Washington, DC – A dissident doctor who became China’s most outspoken and celebrated AIDS campaigner, spending years under government pressure before finding refuge in the United States, has died at the age of 95, a long-time supporter told AFP.
Gao Yaojie, who dedicated her retirement to helping AIDS patients and orphans, passed away in New York City on Sunday, Andrew Nathan, a prominent China expert who managed her affairs in the United States, confirmed.
“She had been frail for several years and spent all but a few minutes a day in bed,” he told AFP, but added that her health had been stable and her death was “sudden and unexpected.”
She died at home on International Human Rights Day, said Nathan, who is a political scientist at Columbia University.

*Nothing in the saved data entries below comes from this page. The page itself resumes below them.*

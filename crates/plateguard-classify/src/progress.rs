use plateguard_core::models::{Category, ScoreAxis};

use crate::CategoryClassifier;

/// Where a score sits on the ladder and how far the next category is.
#[derive(Debug, Clone, Copy, PartialEq, Eq)]
pub struct TierProgress {
    pub current: Category,
    /// `None` at the highest tier.
    pub next: Option<Category>,
    /// Points still needed to reach `next`.
    pub points_to_next: Option<i64>,
}

impl CategoryClassifier {
    /// Points needed to reach the next tier, or `None` at the top.
    pub fn points_to_next_tier(&self, score: i64) -> Option<i64> {
        self.upper_bound(self.tier(score))
            .map(|bound| bound.saturating_sub(score))
    }

    /// The category directly above the score's current one.
    pub fn next_category(&self, score: i64, axis: ScoreAxis) -> Option<Category> {
        self.tier(score)
            .next()
            .map(|tier| Category::from_tier(axis, tier))
    }

    /// Current category, next category and distance, for display.
    pub fn progress(&self, score: i64, axis: ScoreAxis) -> TierProgress {
        TierProgress {
            current: self.classify(score, axis),
            next: self.next_category(score, axis),
            points_to_next: self.points_to_next_tier(score),
        }
    }
}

Gao moved to New York in 2009 after years of harassment by Chinese officials believed to be nursing grudges after she exposed a cover-up of the true extent of the AIDS epidemic in central Henan province.
She was among the first doctors to hear about the mysterious disease that was killing villagers in the mid-1990s, and realized huge numbers of poor farmers had contracted AIDS or HIV by selling blood in unsanitary government-approved collection schemes begun a decade earlier.
As the local authorities tried to keep the scandal quiet and refused to give any help to the villagers, Gao began buying basic medicine and supplies using her pension to help the sick.
Experts estimate at least one million farmers in Henan alone contracted HIV/AIDS in the blood trade.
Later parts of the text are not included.